AM2(+), AM3(+) AM4, FM1, FM2(+), TR4

Warranty

Two years

 

The Alphacool Eisblock XPX CPU block features a solid molded top with G1/4 standard fittings and an LED backlit logo powered by 3-pin PWM. The block uses a set of included metal, snap-fit brackets to accommodate either AMD or Intel CPU mounting choices.

The bottom of the Eisblock XPX features a nickel-plated copper base that is polished to a mirror finish, and the pronounced groove around the base of the block allows the metal mounting brackets to maintain even pressure on the CPU IHS.

The heart of any liquid cooling system is the pump, and in this case, the heart is the incredibly powerful VPP755, which is a successor to the legendary D5 Vario pump with similar speed range control from 1 (low) to 5 (high). The 250mm acrylic reservoir is mounted to a threaded pump top with a built-in anti-cyclonic insert. An optional inlet with a water diffuser port and three optional filling and accessory ports is on the top of the reservoir.

With the VPP755 installed in the base of the reservoir top, it can be mounted either vertically or horizontally, depending on the orientation of the mounting hardware. Like the rest of the components in the kit, the pump and reservoir feature G1/4 fittings and can accommodate the included eight compression fittings or two, 90-degree swivel fittings as required.

The massive, 3x 140 (420) NexXxos 45 radiator features seven, G1/4 fittings—three each on the I/O end tanks and a single fitting on the far tank—to allow for almost any loop configuration or mounting option desired. There’s a set of G1/4 plugs to close off any unneeded radiator ports, while a trio of Eiswind Pure Edition 140mm fans ship with the kit to accompany the radiator.

Words and pictures cannot adequately define the magnitude of the NexXxos 45 radiator, which is so large, we could not mount it inside our Corsair Graphite 760T case unless we were willing to permanently remove the 5.25-inch drive bays and some connecting structures.

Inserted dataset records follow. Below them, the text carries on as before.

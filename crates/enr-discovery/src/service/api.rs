use async_trait::async_trait;

use crate::domain::{DiscoveryError, RecordInput};
use crate::ports::PeerDiscovery;
use crate::service::EnrDiscoveryService;

#[async_trait]
impl PeerDiscovery for EnrDiscoveryService {
    async fn start(&self) -> Result<(), DiscoveryError> {
        EnrDiscoveryService::start(self).await
    }

    async fn stop(&self) -> Result<(), DiscoveryError> {
        EnrDiscoveryService::stop(self).await
    }

    fn is_started(&self) -> bool {
        EnrDiscoveryService::is_started(self)
    }

    fn add_record(&self, input: RecordInput) -> Result<(), DiscoveryError> {
        EnrDiscoveryService::add_record(self, input)
    }
}
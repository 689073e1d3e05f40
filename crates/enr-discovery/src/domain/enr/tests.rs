//! Tests for Ethereum Node Records (ENR)

use super::*;
use crate::domain::{DecodeError, PeerAddress, Transport};
use std::net::{Ipv4Addr, Ipv6Addr};

fn make_pubkey(byte: u8) -> PublicKey {
    let mut key = [0u8; 33];
    key[0] = 0x02; // Compressed key prefix
    key[1] = byte;
    PublicKey::new(key)
}

fn make_record() -> NodeRecord {
    NodeRecord::new(3, make_pubkey(1))
        .with_ip(Ipv4Addr::new(192, 168, 1, 100))
        .with_udp(9000)
        .with_tcp(9001)
        .with_signature(Signature::new([7u8; 64]))
}

// =============================================================================
// TEST GROUP 1: Endpoint extraction
// =============================================================================

#[test]
fn test_udp_endpoint_requires_address_and_port() {
    let only_port = NodeRecord::new(1, make_pubkey(1)).with_udp(9000);
    assert_eq!(only_port.udp_endpoint(), None);

    let only_ip = NodeRecord::new(1, make_pubkey(1)).with_ip(Ipv4Addr::LOCALHOST);
    assert_eq!(only_ip.udp_endpoint(), None);
}

#[test]
fn test_endpoint_prefers_ipv4() {
    let record = NodeRecord::new(1, make_pubkey(1))
        .with_ip(Ipv4Addr::new(10, 0, 0, 1))
        .with_udp(9000)
        .with_ip6(Ipv6Addr::LOCALHOST)
        .with_udp6(9006);

    assert_eq!(
        record.udp_endpoint(),
        Some(PeerAddress::udp(Ipv4Addr::new(10, 0, 0, 1), 9000))
    );
}

#[test]
fn test_endpoint_falls_back_to_ipv6() {
    let record = NodeRecord::new(1, make_pubkey(1))
        .with_ip6(Ipv6Addr::LOCALHOST)
        .with_udp6(9006)
        .with_tcp6(9007);

    assert_eq!(
        record.endpoint(Transport::Udp),
        Some(PeerAddress::udp(Ipv6Addr::LOCALHOST, 9006))
    );
    assert_eq!(
        record.endpoint(Transport::Tcp),
        Some(PeerAddress::tcp(Ipv6Addr::LOCALHOST, 9007))
    );
}

#[test]
fn test_ipv4_port_does_not_pair_with_ipv6_address() {
    let record = NodeRecord::new(1, make_pubkey(1))
        .with_ip6(Ipv6Addr::LOCALHOST)
        .with_udp(9000);
    assert_eq!(record.udp_endpoint(), None);
}

// =============================================================================
// TEST GROUP 2: Identity
// =============================================================================

#[test]
fn test_node_id_depends_only_on_key() {
    let a = make_record();
    let b = NodeRecord::new(99, make_pubkey(1));
    assert_eq!(a.node_id(), b.node_id());
    assert_eq!(a.peer_id(), b.peer_id());

    let c = NodeRecord::new(3, make_pubkey(2));
    assert_ne!(a.node_id(), c.node_id());
}

// =============================================================================
// TEST GROUP 3: Codec
// =============================================================================

#[test]
fn test_text_form_round_trip() {
    let record = make_record();
    let text = record.to_text();
    assert!(text.starts_with(TEXT_PREFIX));

    let decoded: NodeRecord = text.parse().unwrap();
    assert_eq!(decoded, record);
}

#[test]
fn test_decode_text_requires_prefix() {
    let text = make_record().to_text();
    let body = text.trim_start_matches(TEXT_PREFIX);
    assert_eq!(
        body.parse::<NodeRecord>().unwrap_err(),
        DecodeError::MissingPrefix
    );
}

#[test]
fn test_decode_text_rejects_bad_hex() {
    assert!(matches!(
        "enr:zz".parse::<NodeRecord>(),
        Err(DecodeError::InvalidHex(_))
    ));
}

#[test]
fn test_decode_rejects_truncated_input() {
    let bytes = encode(&make_record());
    let err = decode(&bytes[..50], &EnrConfig::default()).unwrap_err();
    assert_eq!(err, DecodeError::Truncated("signature"));
}

#[test]
fn test_decode_rejects_uncompressed_key() {
    let mut bytes = encode(&make_record());
    bytes[8] = 0x04;
    assert_eq!(
        decode(&bytes, &EnrConfig::default()).unwrap_err(),
        DecodeError::InvalidPublicKey(0x04)
    );
}

#[test]
fn test_decode_rejects_unknown_key() {
    let mut bytes = encode(&NodeRecord::new(1, make_pubkey(1)));
    let count_pos = bytes.len() - 1;
    bytes[count_pos] = 1;
    bytes.push(0x7f);
    assert_eq!(
        decode(&bytes, &EnrConfig::default()).unwrap_err(),
        DecodeError::UnknownKey(0x7f)
    );
}

#[test]
fn test_decode_rejects_duplicate_key() {
    let mut bytes = encode(&NodeRecord::new(1, make_pubkey(1)).with_udp(1));
    let count_pos = 8 + 33 + 64;
    bytes[count_pos] = 2;
    bytes.extend_from_slice(&[0x03, 0x00, 0x02]);
    assert_eq!(
        decode(&bytes, &EnrConfig::default()).unwrap_err(),
        DecodeError::DuplicateKey("udp")
    );
}

#[test]
fn test_decode_rejects_trailing_bytes() {
    let mut bytes = encode(&make_record());
    bytes.extend_from_slice(&[0, 0]);
    assert_eq!(
        decode(&bytes, &EnrConfig::default()).unwrap_err(),
        DecodeError::TrailingBytes(2)
    );
}

#[test]
fn test_decode_enforces_size_limit() {
    let config = EnrConfig {
        max_record_size: 64,
    };
    let text = make_record().to_text();
    assert!(matches!(
        decode_text(&text, &config),
        Err(DecodeError::TooLarge { max: 64, .. })
    ));
}

#[test]
fn test_record_input_resolution() {
    let record = make_record();
    let structured = RecordInput::from(record.clone());
    assert_eq!(structured.into_record().unwrap(), record);

    let encoded = RecordInput::from(record.to_text());
    assert_eq!(encoded.into_record().unwrap(), record);

    let broken = RecordInput::from("enr:00");
    assert!(broken.into_record().is_err());
}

We found it fits nicely atop the chassis with the 90-degree swivel fittings allowing neat tubing to run down the rear of the case while the 140mm fans draft air from within the case and vent outward through the radiator.

With all tubing runs completed, the overall installation of the kit was relatively simple once we finalized locations for the pump and reservoir combo and radiator. As previously mentioned, with a bit of DIY modding, the enormous 3lx 140mm radiator found its home inside this case. Leaving the heat exchanger on the roof provides an unmistakable conversation starter; just add friends.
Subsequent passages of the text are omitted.